The inclusion of digital instrumentation and controls into newly constructed nuclear power plants as well as next generation designs has created a need for additional and expanded knowledge and skills to support cyber security operations in nuclear facilities. The need for this expertise will increase with the deployment of advanced reactors, particularly in cases where deployments and designs will include remote and/or autonomous monitoring and control. The objective of this work is the building of a university course in cyber security fundamentals to educate the next generation of personnel in the nuclear field. The concept for this work comes from a survey of topics related to cyber operations presented to students in a nuclear security system design course. Survey results show a high level of interest in topics with little related education and experience, indicating both high demand and value for the future course.
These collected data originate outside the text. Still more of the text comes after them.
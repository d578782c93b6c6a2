// handlers/protected/auth/whoami.rs - GET /api/auth handler

use axum::Json;

use crate::database::models::UserProfile;
use crate::middleware::CurrentUser;

/// GET /api/auth - Profile of the signed-in user: `{"name", "email"}`.
pub async fn whoami(CurrentUser(user): CurrentUser) -> Json<UserProfile> {
    Json(UserProfile::from(&user))
}
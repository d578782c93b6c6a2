use clap::Parser;
use tracing_subscriber::EnvFilter;

use todo_notes_api::cli::{self, Cli};

#[tokio::main]
async fn main() -> anyhow::Result<()> {
    // Load .env if present so DATABASE_URL and JWT_SECRET are picked up locally
    let _ = dotenvy::dotenv();

    tracing_subscriber::fmt()
        .with_env_filter(EnvFilter::try_from_default_env().unwrap_or_else(|_| EnvFilter::new("info")))
        .init();

    let cli = Cli::parse();
    let config = todo_notes_api::config::config().clone();

    if let Err(e) = cli::run(cli, config).await {
        tracing::error!("{e:#}");
        std::process::exit(1);
    }

    Ok(())
}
These topics formed a basis for the lessons developed for this work and are in line with the guidance set forth in the International Atomic Energy Agency (IAEA) Nuclear Security Series (NSS) No. 42-G and the IAEA Model Academic Curriculum in Nuclear Security (NSS No. 12-T (Rev. 1)). Some of the focused topics for this course of instruction include an introduction to networking, different cyber-attack options, and defensive measures to prevent these attacks. In addition to the class lessons, various assignments and the end of semester project are built using the Advanced Reactor Cyber Analysis and Development Environment (ARCADE) that has been generously provided through collaborative efforts with Sandia National Laboratories. The ARCADE simulated environment includes opportunities to explore how various instrumentation technology such as programmable logic controllers (PLCs) and supervisory control and data acquisition systems (SCADA) are applied to a nuclear power plant and how these devices are networked together to create a cohesive system of systems. These assignments and the project are designed to provide students with a safe environment to experience various cyber intrusions on a simulated network and then work to provide solutions that would bolster defensive capabilities or prevent the intrusion altogether. To this end, multiple iterations of cyber operations are tested in the environment to stress-test the system and provide a clearer idea of what could be seen in present day operations.